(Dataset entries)

-=-=-

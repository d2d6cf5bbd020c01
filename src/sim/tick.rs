//! Fixed timestep simulation tick
//!
//! One call advances a playing match by `dt`: timers, player actions,
//! steering, interactions, then the match clock.

use glam::Vec2;

use super::interaction;
use super::state::{GameEvent, GamePhase, LoseReason, MatchState};
use super::steering::{
    player_speed_multiplier, steer_boss, steer_drone, steer_player, try_dash, update_rush,
};
use crate::consts::MAX_FRAME_DT;

/// Input snapshot for a single tick
#[derive(Debug, Clone, Copy, Default)]
pub struct TickInput {
    /// Desired movement, clamped to unit length (zero when idle)
    pub direction: Vec2,
    /// Dash along `direction`
    pub dash: bool,
    /// Trigger slow-motion
    pub slow_motion: bool,
}

/// Advance the match by one timestep
pub fn tick(state: &mut MatchState, input: &TickInput, dt: f32) {
    state.events.clear();
    if state.phase != GamePhase::Playing {
        return;
    }

    // Long frames (tab backgrounding) are clamped, garbage is ignored
    let dt = if dt.is_finite() {
        dt.clamp(0.0, MAX_FRAME_DT)
    } else {
        0.0
    };

    tick_timers(state, dt);
    apply_actions(state, input);

    let speed = state.player.base_speed
        * player_speed_multiplier(&state.effects, state.combo.count, &state.config);
    steer_player(
        &mut state.player,
        input.direction,
        speed,
        dt,
        &state.arena,
        &state.obstacles,
    );

    if !state.effects.is_frozen() {
        steer_hostiles(state, dt);
    }

    interaction::resolve(state, dt);
    if state.phase != GamePhase::Playing {
        return;
    }

    // Clock runs last so a pickup on the final tick still wins
    state.time_remaining = (state.time_remaining - dt).max(0.0);
    if state.time_remaining == 0.0 {
        if state.coins_collected >= state.config.coins_required {
            state.finish_won();
        } else {
            state.finish_lost(LoseReason::TimeUp);
        }
    }
}

fn tick_timers(state: &mut MatchState, dt: f32) {
    state.effects.tick(dt);
    if state.combo.tick(dt) {
        log::debug!("Combo expired");
    }
    state.boss.hit_cooldown.tick(dt);
    for drone in &mut state.drones {
        drone.hit_cooldown.tick(dt);
    }
    for trap in &mut state.traps {
        trap.rearm.tick(dt);
    }
}

fn apply_actions(state: &mut MatchState, input: &TickInput) {
    let effects = &mut state.effects;

    if input.slow_motion
        && !effects.slow_motion.is_running()
        && !effects.slow_motion_cooldown.is_running()
    {
        effects.slow_motion.start(state.config.slow_motion_duration);
        effects.slow_motion_cooldown.start(state.config.slow_motion_cooldown);
        state.events.push(GameEvent::SlowMotionStarted);
    }

    if input.dash
        && !effects.dash_cooldown.is_running()
        && try_dash(
            &mut state.player,
            input.direction,
            state.config.dash_distance,
            &state.arena,
            &state.obstacles,
        )
    {
        effects.dash_cooldown.start(state.config.dash_cooldown);
        state.events.push(GameEvent::Dashed);
    }
}

fn steer_hostiles(state: &mut MatchState, dt: f32) {
    let factor = if state.effects.slow_motion.is_running() {
        state.config.slow_motion_factor
    } else {
        1.0
    };

    if update_rush(&mut state.boss, &mut state.rng, &state.config, dt) {
        log::debug!("Boss rush started");
        state.events.push(GameEvent::BossRushStarted);
    }
    steer_boss(
        &mut state.boss,
        state.player.pos,
        factor,
        dt,
        &state.arena,
        &state.obstacles,
    );
    for drone in &mut state.drones {
        steer_drone(drone, factor, dt);
    }
}
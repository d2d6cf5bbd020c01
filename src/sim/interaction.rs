//! Per-tick proximity checks and their consequences
//!
//! Runs after steering. Every consequence (lives, shield, combo, effects) is
//! applied in the same tick as the check that caused it. Resolution stops as
//! soon as the match ends.

use super::geometry::circles_overlap;
use super::placement::{TELEPORT_ATTEMPTS, place_drone, random_free_point};
use super::state::{BonusKind, GameEvent, GamePhase, HitSource, LoseReason, MatchState, TrapKind};

const TELEPORT_INSET: f32 = 50.0;
const TELEPORT_CLEARANCE: f32 = 10.0;

/// Run every interaction in order
pub(crate) fn resolve(state: &mut MatchState, dt: f32) {
    pull_coins(state, dt);

    let steps: [fn(&mut MatchState); 5] = [
        resolve_boss_contact,
        resolve_drone_contacts,
        collect_coins,
        resolve_traps,
        collect_bonuses,
    ];
    for step in steps {
        step(state);
        if state.phase != GamePhase::Playing {
            return;
        }
    }

    spawn_waves(state, dt);
}

/// Combo reset, then shield charge or a life
pub(crate) fn apply_hit(state: &mut MatchState, source: HitSource) {
    state.combo.reset();
    let shielded = state.effects.shield.absorb();
    if !shielded {
        state.lives = state.lives.saturating_sub(1);
    }
    state.events.push(GameEvent::PlayerHit {
        source,
        lives: state.lives,
        shielded,
    });
    log::debug!("Player hit by {source:?} (shielded: {shielded}, lives: {})", state.lives);

    if state.lives == 0 {
        state.finish_lost(source.lose_reason());
    }
}

/// Magnet drags nearby uncollected coins toward the player
fn pull_coins(state: &mut MatchState, dt: f32) {
    if !state.effects.magnet.is_running() {
        return;
    }
    let target = state.player.pos;
    let radius = state.config.magnet_radius;
    let step = state.config.magnet_pull_speed * dt;

    for coin in state.coins.iter_mut().filter(|c| !c.collected) {
        let to_player = target - coin.pos;
        let dist = to_player.length();
        if dist > 0.0 && dist <= radius {
            coin.pos += to_player / dist * step.min(dist);
        }
    }
}

fn resolve_boss_contact(state: &mut MatchState) {
    let boss = &mut state.boss;
    if boss.hit_cooldown.is_running()
        || !circles_overlap(state.player.pos, state.player.radius, boss.pos, boss.radius)
    {
        return;
    }
    boss.hit_cooldown.start(state.config.hit_cooldown);

    if state.config.boss_lethal {
        // Shield and lives do not apply
        state.combo.reset();
        state.events.push(GameEvent::PlayerHit {
            source: HitSource::Boss,
            lives: state.lives,
            shielded: false,
        });
        state.finish_lost(LoseReason::BossCaught);
    } else {
        apply_hit(state, HitSource::Boss);
    }
}

fn resolve_drone_contacts(state: &mut MatchState) {
    for i in 0..state.drones.len() {
        let drone = &mut state.drones[i];
        if drone.hit_cooldown.is_running()
            || !circles_overlap(state.player.pos, state.player.radius, drone.pos, drone.radius)
        {
            continue;
        }
        drone.hit_cooldown.start(state.config.hit_cooldown);
        state.effects.slow.start(state.config.slow_duration);
        apply_hit(state, HitSource::Drone);
        if state.phase != GamePhase::Playing {
            return;
        }
    }
}

fn collect_coins(state: &mut MatchState) {
    let window = state.config.combo_window;
    let required = state.config.coins_required;

    for index in 0..state.coins.len() {
        let coin = &mut state.coins[index];
        let touching =
            circles_overlap(state.player.pos, state.player.radius, coin.pos, coin.radius);
        if coin.collected || !touching {
            continue;
        }
        coin.collected = true;

        let combo = state.combo.register_pickup(window);
        state.coins_collected += 1;
        state.score += state.config.coin_value + state.config.combo_bonus * (combo - 1);
        state.events.push(GameEvent::CoinCollected { index, combo });

        if state.coins_collected >= required {
            state.finish_won();
            return;
        }
    }
}

fn resolve_traps(state: &mut MatchState) {
    for index in 0..state.traps.len() {
        let trap = &mut state.traps[index];
        let touching =
            circles_overlap(state.player.pos, state.player.radius, trap.pos, trap.radius);
        if !trap.is_armed() || !touching {
            continue;
        }
        trap.rearm.start(state.config.trap_rearm);
        let kind = trap.kind;
        state.events.push(GameEvent::TrapTriggered { index, kind });

        match kind {
            TrapKind::Damage => {
                apply_hit(state, HitSource::Trap);
                if state.phase != GamePhase::Playing {
                    return;
                }
            }
            TrapKind::Teleport => teleport_player(state),
        }
    }
}

/// Relocate the player to a random obstacle-free point, if one turns up
fn teleport_player(state: &mut MatchState) {
    let destination = random_free_point(
        &mut state.rng,
        &state.arena,
        &state.obstacles,
        TELEPORT_INSET,
        state.player.radius + TELEPORT_CLEARANCE,
        TELEPORT_ATTEMPTS,
    );
    match destination {
        Some(pos) => {
            log::debug!("Teleported player to ({:.0}, {:.0})", pos.x, pos.y);
            state.player.pos = pos;
        }
        None => log::debug!("Teleport found no free spot"),
    }
}

fn collect_bonuses(state: &mut MatchState) {
    for index in 0..state.bonuses.len() {
        let bonus = &mut state.bonuses[index];
        let touching =
            circles_overlap(state.player.pos, state.player.radius, bonus.pos, bonus.radius);
        if bonus.collected || !touching {
            continue;
        }
        bonus.collected = true;
        let kind = bonus.kind;

        let config = &state.config;
        let effects = &mut state.effects;
        match kind {
            BonusKind::Speed => effects.speed_boost.start(config.speed_boost_duration),
            BonusKind::Shield => {
                effects.shield.grant(config.shield_charges, config.shield_duration)
            }
            BonusKind::Magnet => effects.magnet.start(config.magnet_duration),
            BonusKind::Freeze => effects.freeze.start(config.freeze_duration),
        }
        state.events.push(GameEvent::BonusCollected { index, kind });
    }
}

/// Periodic drone reinforcements, capped at `drones_max`
fn spawn_waves(state: &mut MatchState, dt: f32) {
    let interval = state.config.wave_interval;
    if interval <= 0.0 {
        return;
    }
    state.wave_timer += dt;
    if state.wave_timer < interval {
        return;
    }
    state.wave_timer -= interval;
    state.wave_index += 1;
    state.events.push(GameEvent::WaveStarted {
        wave: state.wave_index,
    });
    log::info!("Wave {} started ({} drones)", state.wave_index, state.drones.len());

    if state.drones.len() >= state.config.drones_max {
        return;
    }
    let drone = place_drone(
        &mut state.rng,
        &state.arena,
        &state.obstacles,
        &state.drones,
        state.player.pos,
        &state.config,
        Some(state.config.wave_min_player_distance),
    );
    match drone {
        Some(drone) => {
            state.drones.push(drone);
            state.events.push(GameEvent::DroneSpawned {
                index: state.drones.len() - 1,
            });
        }
        None => log::debug!("Wave {} drone found no spot", state.wave_index),
    }
}
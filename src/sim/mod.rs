//! Deterministic simulation module
//!
//! All gameplay logic lives here. This module must be pure and deterministic:
//! - Caller-supplied timestep, clamped
//! - Seeded RNG only, owned by the match
//! - Stable iteration order (collection index)
//! - No rendering or platform dependencies

pub mod geometry;
mod interaction;
pub mod placement;
pub mod state;
pub mod steering;
pub mod tick;

pub use geometry::{Arena, Rect, circle_intersects_rect, circles_overlap};
pub use state::{
    ActiveEffects, Bonus, BonusKind, Boss, Coin, Combo, Drone, GameEvent, GamePhase, HitSource,
    LoseReason, MatchState, Player, Shield, Timer, Trap, TrapKind,
};
pub use tick::{TickInput, tick};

-=-=-

REQUIRED ACTION >> Using the data above, return every line that contains the string "order".

YOUR RESPONSE >>
/// Run every interaction in order
//! - Stable iteration order (collection index)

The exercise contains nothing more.